Copy each entry as written.

Saved data entries:
▼
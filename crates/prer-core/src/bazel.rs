//! Build tool client.
//!
//! The build graph is a black box reached through subprocesses: `cquery`
//! answers graph questions, built gitops targets render manifests, and
//! `run` executes targets that are not standalone executables.

use std::path::{Path, PathBuf};
use std::process::Stdio;

use async_trait::async_trait;
use tokio::process::Command;
use tracing::{debug, info};

use crate::error::{PrerError, Result};
use crate::process::{self, command_line};
use crate::query::{decode_jsonproto, target_to_executable, TargetRecord};

/// Build graph queries and gitops target rendering.
#[async_trait]
pub trait BuildGraph: Send + Sync {
    /// Evaluate `query` and return the matching rule targets.
    async fn query(&self, query: &str) -> Result<Vec<TargetRecord>>;

    /// Render the manifests of gitops `target` under `deployment_root`.
    async fn render(&self, target: &str, deployment_root: &Path) -> Result<()>;
}

/// Bazel invoked as a subprocess.
#[derive(Debug, Clone)]
pub struct Bazel {
    command: String,
    workspace: PathBuf,
}

impl Bazel {
    pub fn new(command: impl Into<String>, workspace: impl Into<PathBuf>) -> Self {
        Self {
            command: command.into(),
            workspace: workspace.into(),
        }
    }

    /// The build tool binary.
    pub fn command(&self) -> &str {
        &self.command
    }

    /// Workspace root all commands run in.
    pub fn workspace(&self) -> &Path {
        &self.workspace
    }

    /// Location of the executable built for `target`.
    ///
    /// Relative paths resolve against the workspace; a bare program name is
    /// left for `PATH` lookup.
    pub fn executable(&self, target: &str) -> PathBuf {
        self.resolve(&target_to_executable(target))
    }

    fn resolve(&self, program: &str) -> PathBuf {
        if program.contains('/') {
            self.workspace.join(program)
        } else {
            PathBuf::from(program)
        }
    }
}

#[async_trait]
impl BuildGraph for Bazel {
    async fn query(&self, query: &str) -> Result<Vec<TargetRecord>> {
        info!(query, "executing bazel cquery");
        let args = ["cquery", query, "--output=jsonproto"];
        let line = command_line(&self.command, &args);

        let mut child = Command::new(self.resolve(&self.command))
            .args(args)
            .current_dir(&self.workspace)
            .stdin(Stdio::null())
            .stdout(Stdio::piped())
            .stderr(Stdio::piped())
            .spawn()
            .map_err(|source| PrerError::Spawn {
                command: line.clone(),
                source,
            })?;

        // Progress and diagnostics stream straight through; the copy ends when
        // the child closes its stderr.
        if let Some(mut stderr) = child.stderr.take() {
            tokio::spawn(async move {
                let mut sink = tokio::io::stderr();
                let _ = tokio::io::copy(&mut stderr, &mut sink).await;
            });
        }

        let out = child.wait_with_output().await?;
        if !out.status.success() {
            return Err(PrerError::CommandFailed {
                command: line,
                status: out.status.to_string(),
                stderr: "see build tool output above".to_string(),
            });
        }

        let records = decode_jsonproto(&out.stdout)?;
        debug!(count = records.len(), "query returned targets");
        Ok(records)
    }

    async fn render(&self, target: &str, deployment_root: &Path) -> Result<()> {
        let exe = self.executable(target);
        let exe = exe.to_string_lossy();
        let root = deployment_root.to_string_lossy();
        let out = process::run(
            exe.as_ref(),
            &["--nopush", "--deployment_root", root.as_ref()],
            Some(&self.workspace),
        )
        .await?;
        if !out.trim().is_empty() {
            debug!(target, output = %out.trim(), "rendered");
        }
        Ok(())
    }
}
▲
▸ **FINISHED TASK**:
filename crates/prer-core/src/bazel.rs
//! Build tool client.
//!
//! The build graph is a black box reached through subprocesses: `cquery`
//! answers graph questions, built gitops targets render manifests, and
//! `run` executes targets that are not standalone executables.

use std::path::{Path, PathBuf};
use std::process::Stdio;

use async_trait::async_trait;
use tokio::process::Command;
use tracing::{debug, info};

use crate::error::{PrerError, Result};
use crate::process::{self, command_line};
use crate::query::{decode_jsonproto, target_to_executable, TargetRecord};

/// Build graph queries and gitops target rendering.
#[async_trait]
pub trait BuildGraph: Send + Sync {
    /// Evaluate `query` and return the matching rule targets.
    async fn query(&self, query: &str) -> Result<Vec<TargetRecord>>;

    /// Render the manifests of gitops `target` under `deployment_root`.
    async fn render(&self, target: &str, deployment_root: &Path) -> Result<()>;
}

/// Bazel invoked as a subprocess.
#[derive(Debug, Clone)]
pub struct Bazel {
    command: String,
    workspace: PathBuf,
}

impl Bazel {
    pub fn new(command: impl Into<String>, workspace: impl Into<PathBuf>) -> Self {
        Self {
            command: command.into(),
            workspace: workspace.into(),
        }
    }

    /// The build tool binary.
    pub fn command(&self) -> &str {
        &self.command
    }

    /// Workspace root all commands run in.
    pub fn workspace(&self) -> &Path {
        &self.workspace
    }

    /// Location of the executable built for `target`.
    ///
    /// Relative paths resolve against the workspace; a bare program name is
    /// left for `PATH` lookup.
    pub fn executable(&self, target: &str) -> PathBuf {
        self.resolve(&target_to_executable(target))
    }

    fn resolve(&self, program: &str) -> PathBuf {
        if program.contains('/') {
            self.workspace.join(program)
        } else {
            PathBuf::from(program)
        }
    }
}

#[async_trait]
impl BuildGraph for Bazel {
    async fn query(&self, query: &str) -> Result<Vec<TargetRecord>> {
        info!(query, "executing bazel cquery");
        let args = ["cquery", query, "--output=jsonproto"];
        let line = command_line(&self.command, &args);

        let mut child = Command::new(self.resolve(&self.command))
            .args(args)
            .current_dir(&self.workspace)
            .stdin(Stdio::null())
            .stdout(Stdio::piped())
            .stderr(Stdio::piped())
            .spawn()
            .map_err(|source| PrerError::Spawn {
                command: line.clone(),
                source,
            })?;

        // Progress and diagnostics stream straight through; the copy ends when
        // the child closes its stderr.
        if let Some(mut stderr) = child.stderr.take() {
            tokio::spawn(async move {
                let mut sink = tokio::io::stderr();
                let _ = tokio::io::copy(&mut stderr, &mut sink).await;
            });
        }

        let out = child.wait_with_output().await?;
        if !out.status.success() {
            return Err(PrerError::CommandFailed {
                command: line,
                status: out.status.to_string(),
                stderr: "see build tool output above".to_string(),
            });
        }

        let records = decode_jsonproto(&out.stdout)?;
        debug!(count = records.len(), "query returned targets");
        Ok(records)
    }

    async fn render(&self, target: &str, deployment_root: &Path) -> Result<()> {
        let exe = self.executable(target);
        let exe = exe.to_string_lossy();
        let root = deployment_root.to_string_lossy();
        let out = process::run(
            exe.as_ref(),
            &["--nopush", "--deployment_root", root.as_ref()],
            Some(&self.workspace),
        )
        .await?;
        if !out.trim().is_empty() {
            debug!(target, output = %out.trim(), "rendered");
        }
        Ok(())
    }
}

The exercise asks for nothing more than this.